#### [Entries provided]
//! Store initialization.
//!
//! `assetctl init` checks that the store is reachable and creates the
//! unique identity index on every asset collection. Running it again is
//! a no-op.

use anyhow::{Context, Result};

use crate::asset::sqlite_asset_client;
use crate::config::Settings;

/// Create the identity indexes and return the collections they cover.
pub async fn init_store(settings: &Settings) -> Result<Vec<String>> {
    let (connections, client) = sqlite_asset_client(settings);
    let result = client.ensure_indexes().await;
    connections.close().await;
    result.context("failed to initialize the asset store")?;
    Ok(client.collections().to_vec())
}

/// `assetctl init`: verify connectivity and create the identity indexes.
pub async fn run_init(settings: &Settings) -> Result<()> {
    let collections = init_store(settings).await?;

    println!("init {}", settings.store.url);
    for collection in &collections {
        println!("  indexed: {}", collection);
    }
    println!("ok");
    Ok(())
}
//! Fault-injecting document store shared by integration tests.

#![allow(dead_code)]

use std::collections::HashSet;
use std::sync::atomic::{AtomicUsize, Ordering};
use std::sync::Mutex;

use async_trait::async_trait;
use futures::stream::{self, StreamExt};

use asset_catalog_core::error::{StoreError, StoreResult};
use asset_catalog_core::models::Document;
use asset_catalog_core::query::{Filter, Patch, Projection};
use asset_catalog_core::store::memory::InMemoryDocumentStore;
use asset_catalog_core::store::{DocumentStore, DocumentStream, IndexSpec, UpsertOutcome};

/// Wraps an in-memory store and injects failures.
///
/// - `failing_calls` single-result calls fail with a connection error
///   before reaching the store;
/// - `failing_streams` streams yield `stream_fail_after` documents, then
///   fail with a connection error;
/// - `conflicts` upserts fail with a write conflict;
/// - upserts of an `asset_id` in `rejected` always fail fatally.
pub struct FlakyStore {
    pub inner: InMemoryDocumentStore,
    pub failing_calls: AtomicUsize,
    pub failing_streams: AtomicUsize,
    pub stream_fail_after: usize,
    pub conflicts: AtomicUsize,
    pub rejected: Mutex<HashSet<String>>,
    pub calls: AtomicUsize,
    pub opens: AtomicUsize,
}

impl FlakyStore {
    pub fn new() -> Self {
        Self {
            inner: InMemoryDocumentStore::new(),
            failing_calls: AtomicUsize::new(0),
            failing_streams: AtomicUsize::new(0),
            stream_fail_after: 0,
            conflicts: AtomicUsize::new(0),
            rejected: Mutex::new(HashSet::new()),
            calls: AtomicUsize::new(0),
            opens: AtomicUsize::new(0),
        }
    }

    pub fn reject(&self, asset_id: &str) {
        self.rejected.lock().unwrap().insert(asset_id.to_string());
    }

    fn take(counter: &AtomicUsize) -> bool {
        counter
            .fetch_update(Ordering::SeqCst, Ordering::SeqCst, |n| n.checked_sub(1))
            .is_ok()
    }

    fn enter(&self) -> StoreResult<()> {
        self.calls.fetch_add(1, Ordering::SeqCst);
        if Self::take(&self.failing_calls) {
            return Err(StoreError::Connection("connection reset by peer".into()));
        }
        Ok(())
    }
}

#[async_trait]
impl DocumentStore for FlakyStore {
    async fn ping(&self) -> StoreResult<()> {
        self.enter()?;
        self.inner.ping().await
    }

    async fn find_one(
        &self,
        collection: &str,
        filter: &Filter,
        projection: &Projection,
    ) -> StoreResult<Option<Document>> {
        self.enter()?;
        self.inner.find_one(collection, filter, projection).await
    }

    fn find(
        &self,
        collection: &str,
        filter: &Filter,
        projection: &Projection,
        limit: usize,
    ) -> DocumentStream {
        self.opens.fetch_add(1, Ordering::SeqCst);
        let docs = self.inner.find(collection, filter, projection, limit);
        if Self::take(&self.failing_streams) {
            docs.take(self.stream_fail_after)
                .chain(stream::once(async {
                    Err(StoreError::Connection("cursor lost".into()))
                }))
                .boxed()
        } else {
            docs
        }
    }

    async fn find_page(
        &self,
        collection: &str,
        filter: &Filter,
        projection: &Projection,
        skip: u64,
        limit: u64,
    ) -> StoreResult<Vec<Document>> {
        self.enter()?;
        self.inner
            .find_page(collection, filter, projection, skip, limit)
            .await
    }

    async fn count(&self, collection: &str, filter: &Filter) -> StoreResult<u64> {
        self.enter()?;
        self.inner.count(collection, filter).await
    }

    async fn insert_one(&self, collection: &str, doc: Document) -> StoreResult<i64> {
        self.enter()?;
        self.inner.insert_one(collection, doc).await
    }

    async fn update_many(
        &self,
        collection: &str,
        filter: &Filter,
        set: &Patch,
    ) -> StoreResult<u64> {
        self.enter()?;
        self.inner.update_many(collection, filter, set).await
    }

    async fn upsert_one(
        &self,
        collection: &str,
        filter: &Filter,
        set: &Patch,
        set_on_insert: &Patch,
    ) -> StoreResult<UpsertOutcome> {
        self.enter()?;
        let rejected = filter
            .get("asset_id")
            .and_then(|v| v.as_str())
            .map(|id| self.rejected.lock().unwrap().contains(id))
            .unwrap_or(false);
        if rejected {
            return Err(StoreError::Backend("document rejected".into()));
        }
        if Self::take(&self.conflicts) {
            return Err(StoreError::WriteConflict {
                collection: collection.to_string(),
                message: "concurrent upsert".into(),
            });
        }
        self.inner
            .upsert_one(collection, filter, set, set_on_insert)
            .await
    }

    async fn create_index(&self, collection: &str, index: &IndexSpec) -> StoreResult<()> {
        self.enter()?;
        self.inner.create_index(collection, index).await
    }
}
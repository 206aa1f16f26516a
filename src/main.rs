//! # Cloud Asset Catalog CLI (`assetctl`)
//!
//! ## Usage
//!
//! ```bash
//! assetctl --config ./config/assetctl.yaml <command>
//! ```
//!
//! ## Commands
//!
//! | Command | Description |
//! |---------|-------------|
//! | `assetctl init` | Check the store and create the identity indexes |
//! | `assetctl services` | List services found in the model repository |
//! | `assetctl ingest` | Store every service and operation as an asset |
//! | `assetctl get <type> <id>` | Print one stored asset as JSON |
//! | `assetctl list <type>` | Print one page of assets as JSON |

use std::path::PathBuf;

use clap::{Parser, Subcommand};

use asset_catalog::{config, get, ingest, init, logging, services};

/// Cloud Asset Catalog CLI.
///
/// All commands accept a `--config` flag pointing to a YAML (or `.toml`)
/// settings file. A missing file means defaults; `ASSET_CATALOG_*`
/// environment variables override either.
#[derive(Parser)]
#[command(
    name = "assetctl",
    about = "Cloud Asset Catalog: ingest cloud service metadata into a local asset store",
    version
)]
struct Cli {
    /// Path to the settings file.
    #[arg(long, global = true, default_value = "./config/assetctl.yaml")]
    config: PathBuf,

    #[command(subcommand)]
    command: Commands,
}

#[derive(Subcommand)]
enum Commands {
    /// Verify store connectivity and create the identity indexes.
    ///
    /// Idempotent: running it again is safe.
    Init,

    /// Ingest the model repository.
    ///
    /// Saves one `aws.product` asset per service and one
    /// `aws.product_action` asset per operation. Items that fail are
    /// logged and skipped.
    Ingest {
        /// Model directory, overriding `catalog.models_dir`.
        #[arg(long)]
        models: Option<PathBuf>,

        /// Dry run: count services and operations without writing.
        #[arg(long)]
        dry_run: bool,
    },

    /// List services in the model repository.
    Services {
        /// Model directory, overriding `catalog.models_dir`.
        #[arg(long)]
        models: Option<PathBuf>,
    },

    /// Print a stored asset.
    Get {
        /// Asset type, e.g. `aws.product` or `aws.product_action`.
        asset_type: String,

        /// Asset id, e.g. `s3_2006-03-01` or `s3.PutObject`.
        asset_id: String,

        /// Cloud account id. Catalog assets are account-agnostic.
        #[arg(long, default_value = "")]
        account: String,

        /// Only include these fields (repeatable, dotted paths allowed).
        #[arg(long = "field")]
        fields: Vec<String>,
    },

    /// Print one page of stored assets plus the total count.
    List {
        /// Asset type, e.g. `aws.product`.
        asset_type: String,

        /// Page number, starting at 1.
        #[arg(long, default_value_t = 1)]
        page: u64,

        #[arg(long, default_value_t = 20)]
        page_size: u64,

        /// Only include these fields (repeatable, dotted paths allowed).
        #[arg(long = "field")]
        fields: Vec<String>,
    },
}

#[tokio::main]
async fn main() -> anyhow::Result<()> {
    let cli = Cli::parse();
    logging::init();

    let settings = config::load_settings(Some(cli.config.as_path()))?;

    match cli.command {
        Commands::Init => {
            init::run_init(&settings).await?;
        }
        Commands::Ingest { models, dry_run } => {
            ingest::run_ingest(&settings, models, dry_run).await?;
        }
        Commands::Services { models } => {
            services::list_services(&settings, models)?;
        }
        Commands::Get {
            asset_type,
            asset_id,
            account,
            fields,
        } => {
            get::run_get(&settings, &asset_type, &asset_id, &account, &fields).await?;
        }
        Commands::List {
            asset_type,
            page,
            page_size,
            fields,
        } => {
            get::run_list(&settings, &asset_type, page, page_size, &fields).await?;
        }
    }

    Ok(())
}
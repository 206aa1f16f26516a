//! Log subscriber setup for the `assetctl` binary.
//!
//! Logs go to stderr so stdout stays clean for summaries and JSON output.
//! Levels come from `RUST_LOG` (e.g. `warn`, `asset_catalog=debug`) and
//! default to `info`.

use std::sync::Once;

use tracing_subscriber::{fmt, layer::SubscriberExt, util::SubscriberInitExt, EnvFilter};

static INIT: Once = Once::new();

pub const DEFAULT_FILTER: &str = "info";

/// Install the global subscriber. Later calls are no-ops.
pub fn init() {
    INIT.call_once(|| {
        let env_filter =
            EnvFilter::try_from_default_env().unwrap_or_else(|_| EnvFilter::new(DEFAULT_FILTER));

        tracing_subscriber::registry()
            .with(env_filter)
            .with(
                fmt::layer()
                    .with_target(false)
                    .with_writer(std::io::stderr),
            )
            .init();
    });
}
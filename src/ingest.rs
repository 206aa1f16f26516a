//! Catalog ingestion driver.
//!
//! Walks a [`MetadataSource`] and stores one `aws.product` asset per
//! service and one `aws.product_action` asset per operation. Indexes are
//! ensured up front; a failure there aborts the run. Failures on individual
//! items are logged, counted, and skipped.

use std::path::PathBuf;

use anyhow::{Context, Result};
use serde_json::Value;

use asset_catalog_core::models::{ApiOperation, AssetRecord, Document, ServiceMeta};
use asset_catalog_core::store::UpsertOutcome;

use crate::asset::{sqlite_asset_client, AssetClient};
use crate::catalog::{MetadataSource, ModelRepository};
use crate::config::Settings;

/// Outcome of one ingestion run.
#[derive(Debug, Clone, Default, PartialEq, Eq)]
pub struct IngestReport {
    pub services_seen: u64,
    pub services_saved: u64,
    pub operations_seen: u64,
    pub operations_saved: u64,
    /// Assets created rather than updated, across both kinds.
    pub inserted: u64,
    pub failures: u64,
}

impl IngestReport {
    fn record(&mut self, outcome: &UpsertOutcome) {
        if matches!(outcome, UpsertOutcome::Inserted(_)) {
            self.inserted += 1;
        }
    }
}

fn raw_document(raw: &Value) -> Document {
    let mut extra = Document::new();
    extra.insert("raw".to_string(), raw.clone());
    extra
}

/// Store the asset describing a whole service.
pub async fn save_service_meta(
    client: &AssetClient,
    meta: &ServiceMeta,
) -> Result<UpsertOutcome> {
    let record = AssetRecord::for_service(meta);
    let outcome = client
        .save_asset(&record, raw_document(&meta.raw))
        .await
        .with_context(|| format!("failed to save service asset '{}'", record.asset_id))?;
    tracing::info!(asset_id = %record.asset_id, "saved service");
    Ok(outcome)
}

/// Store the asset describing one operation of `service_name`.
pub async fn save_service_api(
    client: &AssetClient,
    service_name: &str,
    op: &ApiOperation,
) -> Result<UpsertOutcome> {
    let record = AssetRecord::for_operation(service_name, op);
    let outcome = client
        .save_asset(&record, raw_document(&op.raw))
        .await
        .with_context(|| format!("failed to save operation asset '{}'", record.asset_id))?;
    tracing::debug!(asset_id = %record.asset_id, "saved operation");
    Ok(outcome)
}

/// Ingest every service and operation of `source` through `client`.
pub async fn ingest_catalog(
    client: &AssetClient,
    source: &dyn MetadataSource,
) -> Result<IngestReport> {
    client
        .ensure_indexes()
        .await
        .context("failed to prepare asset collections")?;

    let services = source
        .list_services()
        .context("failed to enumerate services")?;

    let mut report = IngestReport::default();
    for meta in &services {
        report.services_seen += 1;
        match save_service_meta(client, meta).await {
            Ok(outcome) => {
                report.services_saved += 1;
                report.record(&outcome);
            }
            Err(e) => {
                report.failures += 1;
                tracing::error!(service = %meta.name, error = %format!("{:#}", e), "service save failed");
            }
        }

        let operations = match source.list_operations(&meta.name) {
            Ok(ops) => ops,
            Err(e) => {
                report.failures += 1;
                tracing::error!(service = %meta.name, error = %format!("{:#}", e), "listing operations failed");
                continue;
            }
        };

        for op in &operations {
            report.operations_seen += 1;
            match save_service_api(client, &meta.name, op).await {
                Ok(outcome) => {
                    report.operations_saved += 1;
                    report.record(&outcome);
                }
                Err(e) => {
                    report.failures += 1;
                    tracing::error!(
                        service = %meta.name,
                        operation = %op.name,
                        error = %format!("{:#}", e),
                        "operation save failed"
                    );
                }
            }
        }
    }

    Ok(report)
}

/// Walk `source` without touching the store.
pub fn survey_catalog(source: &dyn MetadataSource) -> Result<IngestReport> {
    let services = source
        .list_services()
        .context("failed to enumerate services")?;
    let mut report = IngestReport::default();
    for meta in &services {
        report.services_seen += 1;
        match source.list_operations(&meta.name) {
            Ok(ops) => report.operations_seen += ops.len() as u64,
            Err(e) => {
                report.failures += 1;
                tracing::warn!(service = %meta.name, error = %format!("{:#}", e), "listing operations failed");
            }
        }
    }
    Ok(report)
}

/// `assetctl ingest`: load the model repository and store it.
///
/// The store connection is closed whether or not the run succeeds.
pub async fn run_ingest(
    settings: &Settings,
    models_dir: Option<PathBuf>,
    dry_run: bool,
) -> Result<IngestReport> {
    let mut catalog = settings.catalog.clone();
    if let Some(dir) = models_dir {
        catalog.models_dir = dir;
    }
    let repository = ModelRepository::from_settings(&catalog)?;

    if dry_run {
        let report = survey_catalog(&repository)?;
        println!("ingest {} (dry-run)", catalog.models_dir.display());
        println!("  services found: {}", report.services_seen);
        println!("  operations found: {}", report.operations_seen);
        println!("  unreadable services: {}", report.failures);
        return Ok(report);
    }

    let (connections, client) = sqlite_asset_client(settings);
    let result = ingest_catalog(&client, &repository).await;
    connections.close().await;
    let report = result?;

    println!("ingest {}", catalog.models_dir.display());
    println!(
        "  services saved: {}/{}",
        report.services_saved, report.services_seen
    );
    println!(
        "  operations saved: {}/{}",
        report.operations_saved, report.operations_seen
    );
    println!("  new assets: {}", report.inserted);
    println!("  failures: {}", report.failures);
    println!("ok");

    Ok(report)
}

#### [Action item]
Tally lines in the listing above that include the word "global"; respond with that number only.

#### [Solution]
2